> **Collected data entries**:

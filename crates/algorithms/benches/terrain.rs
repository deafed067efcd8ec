//! Benchmarks for terrain algorithms

use criterion::{black_box, criterion_group, criterion_main, BenchmarkId, Criterion};
use geomatica_algorithms::synthetic::{synthetic_dem, SyntheticDemParams};
use geomatica_algorithms::terrain::{aspect, hillshade, slope, AspectOutput, HillshadeParams, SlopeParams};

fn bench_terrain(c: &mut Criterion) {
    let mut group = c.benchmark_group("terrain");

    for size in [100, 500, 1000] {
        let params = SyntheticDemParams {
            size,
            falloff: 150.0 / size as f64,
            ..Default::default()
        };
        let dem = synthetic_dem(&params).unwrap();

        group.bench_with_input(BenchmarkId::new("slope", size), &dem, |b, dem| {
            b.iter(|| slope(black_box(dem), SlopeParams::default()).unwrap())
        });
        group.bench_with_input(BenchmarkId::new("aspect", size), &dem, |b, dem| {
            b.iter(|| aspect(black_box(dem), AspectOutput::Degrees).unwrap())
        });
        group.bench_with_input(BenchmarkId::new("hillshade", size), &dem, |b, dem| {
            b.iter(|| hillshade(black_box(dem), HillshadeParams::default()).unwrap())
        });
    }

    group.finish();
}

criterion_group!(benches, bench_terrain);
criterion_main!(benches);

> **Task brief**:
Among the lines above, find each one containing the string "unwrap" and copy it.

> **Solved problem**:
        let dem = synthetic_dem(&params).unwrap();
            b.iter(|| slope(black_box(dem), SlopeParams::default()).unwrap())
            b.iter(|| aspect(black_box(dem), AspectOutput::Degrees).unwrap())
            b.iter(|| hillshade(black_box(dem), HillshadeParams::default()).unwrap())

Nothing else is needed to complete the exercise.